日本共産党はなぜ「暴力革命」の方針をとったのか

安倍首相が「共産党の暴力革命の方針に変更はない」と答弁したことに、志位委員長が怒っている。彼が「全面的に反論済み」という共産党国会議員団事務局の見解にはこう書かれている。

1950年から55年にかけて、徳田球一、野坂参三らによって日本共産党中央委員会が解体され党が分裂した時代に、中国に亡命した徳田・野坂派が、旧ソ連や中国の言いなりになって外国仕込みの武装闘争路線を日本に持ち込んだことがあります。

しかし、それは党が分裂した時期の一方の側の行動であって、1958年の第7回党大会で党が統一を回復したさいに明確に批判され、きっぱり否定されました。

彼らも1950年代に暴力革命をめざしたことは認めているが、それは「党が分裂した時期の一方の側の行動」であり、「党の正規の方針として「暴力革命の方針」をとったことは一度もない」という。これは歴史の偽造である。

当時、共産党が「所感派」と「国際派」と呼ばれる分派に分裂したことは事実だが、書記長は1953年まで(所感派の)徳田球一であり、彼と野坂参三が起草して1951年10月に開かれた5全協(第5回全国協議会)で採択された「51年綱領」は、明らかに党の正規の方針である。

そこには「日本の解放と民主的変革を、平和な手段によって達成しうると考えるのはまちがいである」 と明記され、軍事方針では「われわれは武装の準備と行動を開始しなければならない」と書かれていた。この方針にもとづいて山村工作隊や中核自衛隊などによる武装闘争が行なわれ、白鳥事件や三鷹事件など、共産党の破壊工作とみられる事件が相次いだ。

警察に検挙される共産党の山村工作隊(Wikipedia)

しかしこうした武装闘争は国民の支持を得られず、1952年の総選挙で共産党の候補は全員落選した。このため1955年の6全協では51年綱領を「極左冒険主義」として否定したが、これは分派が「外国仕込みの武装闘争路線を日本に持ち込んだ」もので、党の誤りではないというのが、今に至る共産党の公式見解である。

武装闘争は朝鮮戦争の「後方攪乱」だった

このような暴力革命の方針が取られたのはなぜだろうか。共産党が分裂したのは、1950年1月の「コミンフォルム批判」 で当時の日本共産党の平和革命路線が批判されたことが発端だった。これはスターリンが書いたものだが、当時の日本で暴力革命が成功する可能性はまったくなかった。

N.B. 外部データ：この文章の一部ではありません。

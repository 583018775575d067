use std::path::Path;

use cairn::prelude::*;
use cairn_cli::restorer::Restorer;

use crate::commands::resolve_snapshot;

pub async fn run(repo: &Repository, prefix: &str, target: &Path) -> anyhow::Result<()> {
    let name = resolve_snapshot(repo, prefix).await?;
    let snapshot = Snapshot::load(repo, &name).await?;

    Restorer::new(repo).restore(&snapshot, target).await?;
    println!("restored snapshot {} to {}", &name[..8], target.display());
    Ok(())
}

スターリンが日本共産党に武装闘争をやらせようとした原因は、1950年6月に始まった朝鮮戦争だった。これは彼が金日成を使って始めた戦争だが、米軍の最大の後方拠点は日本の基地だった。それを共産党の武装闘争で後方攪乱することがスターリンのねらいだったのだ。

共産党の指導のもと、米軍基地に火炎瓶を投げたり、交番を襲撃したりするテロが行なわれた。多くの若者が共産主義の理想を信じて武装闘争に身を投じ、ブント(共産主義者同盟)などの極左の源流になった。

日本で暴力革命が成功する可能性は歴史上一度もなかったが、共産党は「プロレタリア独裁」の戦術や「前衛党」の組織原則を捨てなかった。そういう言葉は今は党の公式文書から消えたが、その誤りを総括したわけではない。それをよく表わしているのが「党が分裂した時期の一方の側の行動」という弁解である。

実際にはコミンフォルム批判を受け入れてスターリンの方針に従ったのは、宮本顕治などの国際派であり、彼らが6全協のあと主導権を握った。不破哲三などの構造改革派は党内闘争に敗れ、宮本のスターリニズムに従った。その後継者が志位委員長である。彼の脳内には、スターリンから受け継いだ無謬神話が生きているのだ。